● **Try it**:
Copy out every line of the data that has the word "most" somewhere in it.

□ □ □

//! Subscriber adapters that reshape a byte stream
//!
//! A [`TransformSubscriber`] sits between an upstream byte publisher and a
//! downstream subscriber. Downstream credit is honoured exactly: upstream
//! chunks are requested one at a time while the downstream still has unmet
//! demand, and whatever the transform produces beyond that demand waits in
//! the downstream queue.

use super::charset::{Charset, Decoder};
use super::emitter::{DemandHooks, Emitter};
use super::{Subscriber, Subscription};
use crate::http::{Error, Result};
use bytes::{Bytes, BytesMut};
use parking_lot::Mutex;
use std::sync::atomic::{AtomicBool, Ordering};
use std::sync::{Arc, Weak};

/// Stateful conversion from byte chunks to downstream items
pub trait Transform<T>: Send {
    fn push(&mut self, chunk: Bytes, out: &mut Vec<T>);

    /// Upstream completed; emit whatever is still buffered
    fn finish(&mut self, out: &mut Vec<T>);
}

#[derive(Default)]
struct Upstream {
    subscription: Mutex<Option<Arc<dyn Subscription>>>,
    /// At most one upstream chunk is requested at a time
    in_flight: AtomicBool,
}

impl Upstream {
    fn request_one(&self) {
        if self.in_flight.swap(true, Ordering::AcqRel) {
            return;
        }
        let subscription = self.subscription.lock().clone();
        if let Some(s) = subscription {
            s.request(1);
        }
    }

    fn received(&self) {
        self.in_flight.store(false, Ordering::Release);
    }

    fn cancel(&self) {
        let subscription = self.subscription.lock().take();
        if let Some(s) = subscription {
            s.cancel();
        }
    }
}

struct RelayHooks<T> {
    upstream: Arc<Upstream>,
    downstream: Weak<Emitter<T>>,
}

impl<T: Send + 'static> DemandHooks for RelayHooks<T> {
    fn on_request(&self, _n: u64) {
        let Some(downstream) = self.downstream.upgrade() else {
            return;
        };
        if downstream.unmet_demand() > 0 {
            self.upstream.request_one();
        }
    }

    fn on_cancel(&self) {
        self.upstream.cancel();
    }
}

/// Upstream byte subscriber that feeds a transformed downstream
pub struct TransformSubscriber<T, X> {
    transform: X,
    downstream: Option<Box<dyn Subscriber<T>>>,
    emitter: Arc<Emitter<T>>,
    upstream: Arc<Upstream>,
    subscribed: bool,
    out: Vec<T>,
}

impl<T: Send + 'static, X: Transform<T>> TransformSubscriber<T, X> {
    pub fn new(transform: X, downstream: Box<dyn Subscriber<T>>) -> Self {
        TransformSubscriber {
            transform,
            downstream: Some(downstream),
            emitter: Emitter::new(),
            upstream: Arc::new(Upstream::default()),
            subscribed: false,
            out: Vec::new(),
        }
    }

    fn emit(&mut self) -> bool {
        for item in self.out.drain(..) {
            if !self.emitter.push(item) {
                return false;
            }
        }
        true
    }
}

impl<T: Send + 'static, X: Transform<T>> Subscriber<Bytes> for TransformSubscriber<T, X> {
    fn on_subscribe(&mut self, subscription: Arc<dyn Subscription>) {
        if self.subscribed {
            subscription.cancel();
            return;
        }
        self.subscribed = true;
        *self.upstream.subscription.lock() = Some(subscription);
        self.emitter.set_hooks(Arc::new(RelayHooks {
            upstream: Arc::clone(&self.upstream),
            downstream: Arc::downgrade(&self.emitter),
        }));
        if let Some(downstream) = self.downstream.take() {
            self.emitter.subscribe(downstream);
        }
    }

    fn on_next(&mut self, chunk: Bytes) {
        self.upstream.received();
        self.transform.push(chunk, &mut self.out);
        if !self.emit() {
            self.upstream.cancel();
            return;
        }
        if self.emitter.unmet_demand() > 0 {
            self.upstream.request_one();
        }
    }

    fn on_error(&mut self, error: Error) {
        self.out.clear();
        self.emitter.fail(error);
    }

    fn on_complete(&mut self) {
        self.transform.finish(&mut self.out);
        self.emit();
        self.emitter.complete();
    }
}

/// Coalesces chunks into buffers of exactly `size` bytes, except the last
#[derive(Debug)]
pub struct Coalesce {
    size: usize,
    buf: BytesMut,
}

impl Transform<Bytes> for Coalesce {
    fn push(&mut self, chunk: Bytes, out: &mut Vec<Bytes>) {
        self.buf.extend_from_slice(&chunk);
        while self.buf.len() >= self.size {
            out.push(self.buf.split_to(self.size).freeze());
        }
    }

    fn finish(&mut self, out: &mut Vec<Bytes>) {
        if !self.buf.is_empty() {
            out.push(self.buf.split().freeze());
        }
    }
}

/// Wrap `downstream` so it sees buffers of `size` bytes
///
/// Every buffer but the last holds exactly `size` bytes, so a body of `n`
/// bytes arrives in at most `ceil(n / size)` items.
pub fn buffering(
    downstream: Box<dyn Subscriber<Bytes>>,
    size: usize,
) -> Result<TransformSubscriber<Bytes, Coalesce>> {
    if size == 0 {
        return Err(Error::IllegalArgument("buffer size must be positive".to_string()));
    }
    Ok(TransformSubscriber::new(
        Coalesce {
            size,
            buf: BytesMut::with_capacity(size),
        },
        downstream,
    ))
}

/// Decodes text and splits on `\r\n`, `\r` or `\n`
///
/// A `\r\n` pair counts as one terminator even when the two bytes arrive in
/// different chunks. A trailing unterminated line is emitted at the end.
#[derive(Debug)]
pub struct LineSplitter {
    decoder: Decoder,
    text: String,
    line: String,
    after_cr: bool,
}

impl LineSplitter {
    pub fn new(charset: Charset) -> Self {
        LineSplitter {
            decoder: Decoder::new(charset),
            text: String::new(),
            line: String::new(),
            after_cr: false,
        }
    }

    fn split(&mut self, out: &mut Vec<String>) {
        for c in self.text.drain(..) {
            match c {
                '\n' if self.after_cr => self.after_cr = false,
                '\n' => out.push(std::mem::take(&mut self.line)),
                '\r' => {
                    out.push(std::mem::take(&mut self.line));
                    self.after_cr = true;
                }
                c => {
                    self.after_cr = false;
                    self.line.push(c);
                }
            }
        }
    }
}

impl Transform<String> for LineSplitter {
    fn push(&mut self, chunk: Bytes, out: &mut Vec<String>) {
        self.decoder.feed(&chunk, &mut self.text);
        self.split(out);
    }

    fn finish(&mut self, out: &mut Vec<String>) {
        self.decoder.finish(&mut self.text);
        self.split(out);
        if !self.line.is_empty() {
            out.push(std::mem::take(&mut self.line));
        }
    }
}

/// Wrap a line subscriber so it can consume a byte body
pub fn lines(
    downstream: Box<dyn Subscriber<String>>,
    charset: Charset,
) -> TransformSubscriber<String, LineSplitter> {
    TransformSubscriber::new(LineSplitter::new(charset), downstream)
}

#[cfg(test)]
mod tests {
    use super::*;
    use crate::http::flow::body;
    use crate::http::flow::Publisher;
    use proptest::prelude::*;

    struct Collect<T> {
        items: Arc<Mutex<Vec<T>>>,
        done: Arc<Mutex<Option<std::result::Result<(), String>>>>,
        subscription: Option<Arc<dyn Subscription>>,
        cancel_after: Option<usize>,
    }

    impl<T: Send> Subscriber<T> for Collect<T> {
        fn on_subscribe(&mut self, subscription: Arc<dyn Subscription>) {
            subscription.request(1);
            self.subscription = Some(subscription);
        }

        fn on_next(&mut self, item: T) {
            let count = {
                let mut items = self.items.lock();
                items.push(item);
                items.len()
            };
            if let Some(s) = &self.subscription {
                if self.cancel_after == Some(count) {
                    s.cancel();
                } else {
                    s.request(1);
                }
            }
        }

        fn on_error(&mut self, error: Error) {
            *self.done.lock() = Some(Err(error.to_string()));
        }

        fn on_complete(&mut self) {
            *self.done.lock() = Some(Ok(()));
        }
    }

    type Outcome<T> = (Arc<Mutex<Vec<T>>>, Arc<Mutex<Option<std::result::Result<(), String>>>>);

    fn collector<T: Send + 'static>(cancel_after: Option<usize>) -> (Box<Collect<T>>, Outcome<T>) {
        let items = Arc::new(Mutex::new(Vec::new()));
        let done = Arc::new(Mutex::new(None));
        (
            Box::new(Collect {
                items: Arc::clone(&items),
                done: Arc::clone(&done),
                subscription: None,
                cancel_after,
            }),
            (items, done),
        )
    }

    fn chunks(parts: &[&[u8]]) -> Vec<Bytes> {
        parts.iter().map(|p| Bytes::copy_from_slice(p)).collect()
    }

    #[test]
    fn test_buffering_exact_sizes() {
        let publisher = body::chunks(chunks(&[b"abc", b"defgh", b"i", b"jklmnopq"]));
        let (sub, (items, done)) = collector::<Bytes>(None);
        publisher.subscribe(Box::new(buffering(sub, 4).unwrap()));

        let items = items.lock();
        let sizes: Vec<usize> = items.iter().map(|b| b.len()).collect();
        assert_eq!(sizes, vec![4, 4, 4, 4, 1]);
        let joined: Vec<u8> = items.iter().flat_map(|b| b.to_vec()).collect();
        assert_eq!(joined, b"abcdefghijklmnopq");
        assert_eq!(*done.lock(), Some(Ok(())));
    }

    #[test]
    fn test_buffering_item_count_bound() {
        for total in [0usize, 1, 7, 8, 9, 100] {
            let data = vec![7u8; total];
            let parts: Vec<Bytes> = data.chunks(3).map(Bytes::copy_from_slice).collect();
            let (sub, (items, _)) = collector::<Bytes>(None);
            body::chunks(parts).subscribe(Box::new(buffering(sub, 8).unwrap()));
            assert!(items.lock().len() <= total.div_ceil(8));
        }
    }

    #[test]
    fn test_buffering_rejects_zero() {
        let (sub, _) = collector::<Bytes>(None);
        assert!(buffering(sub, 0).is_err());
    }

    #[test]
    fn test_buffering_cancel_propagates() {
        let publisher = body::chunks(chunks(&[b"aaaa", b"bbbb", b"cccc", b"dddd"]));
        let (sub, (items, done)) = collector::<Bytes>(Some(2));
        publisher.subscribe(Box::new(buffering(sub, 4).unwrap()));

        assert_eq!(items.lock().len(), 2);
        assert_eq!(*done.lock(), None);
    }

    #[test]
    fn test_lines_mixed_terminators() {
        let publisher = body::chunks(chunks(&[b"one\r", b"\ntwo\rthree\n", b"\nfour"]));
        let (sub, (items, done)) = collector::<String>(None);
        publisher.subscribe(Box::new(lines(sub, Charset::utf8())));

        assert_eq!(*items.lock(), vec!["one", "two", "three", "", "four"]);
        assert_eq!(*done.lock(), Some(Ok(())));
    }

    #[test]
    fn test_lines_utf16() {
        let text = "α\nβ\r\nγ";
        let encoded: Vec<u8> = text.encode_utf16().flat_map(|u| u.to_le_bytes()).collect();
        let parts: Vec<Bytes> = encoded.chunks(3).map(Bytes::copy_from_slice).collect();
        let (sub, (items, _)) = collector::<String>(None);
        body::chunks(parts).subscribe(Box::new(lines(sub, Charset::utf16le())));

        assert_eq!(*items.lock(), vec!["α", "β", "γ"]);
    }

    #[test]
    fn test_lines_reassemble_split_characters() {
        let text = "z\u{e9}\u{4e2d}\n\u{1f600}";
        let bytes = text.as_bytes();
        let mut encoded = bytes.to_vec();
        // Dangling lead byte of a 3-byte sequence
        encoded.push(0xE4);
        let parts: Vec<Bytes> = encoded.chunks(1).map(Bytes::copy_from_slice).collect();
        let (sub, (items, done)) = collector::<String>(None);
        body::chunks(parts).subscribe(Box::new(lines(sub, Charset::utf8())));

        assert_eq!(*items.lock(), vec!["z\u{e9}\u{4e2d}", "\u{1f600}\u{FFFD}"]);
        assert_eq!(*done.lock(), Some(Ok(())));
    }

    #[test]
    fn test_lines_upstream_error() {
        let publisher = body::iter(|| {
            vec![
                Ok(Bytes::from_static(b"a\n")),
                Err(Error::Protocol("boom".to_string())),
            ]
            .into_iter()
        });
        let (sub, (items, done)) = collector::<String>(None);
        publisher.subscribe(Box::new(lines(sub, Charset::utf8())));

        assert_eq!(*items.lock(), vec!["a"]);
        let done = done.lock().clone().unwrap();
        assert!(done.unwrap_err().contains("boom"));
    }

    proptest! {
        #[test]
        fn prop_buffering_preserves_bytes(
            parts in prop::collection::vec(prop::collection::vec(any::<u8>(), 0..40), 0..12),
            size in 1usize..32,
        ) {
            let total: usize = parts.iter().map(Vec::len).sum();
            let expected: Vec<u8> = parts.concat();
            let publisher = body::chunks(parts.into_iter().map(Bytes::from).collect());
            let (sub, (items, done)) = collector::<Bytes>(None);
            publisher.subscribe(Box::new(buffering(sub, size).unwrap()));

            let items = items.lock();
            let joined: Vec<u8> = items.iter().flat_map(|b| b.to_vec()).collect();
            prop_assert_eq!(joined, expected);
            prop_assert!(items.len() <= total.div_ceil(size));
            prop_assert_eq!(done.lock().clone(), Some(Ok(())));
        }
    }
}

□ □ □

● **Task response**:
    /// At most one upstream chunk is requested at a time
/// bytes arrives in at most `ceil(n / size)` items.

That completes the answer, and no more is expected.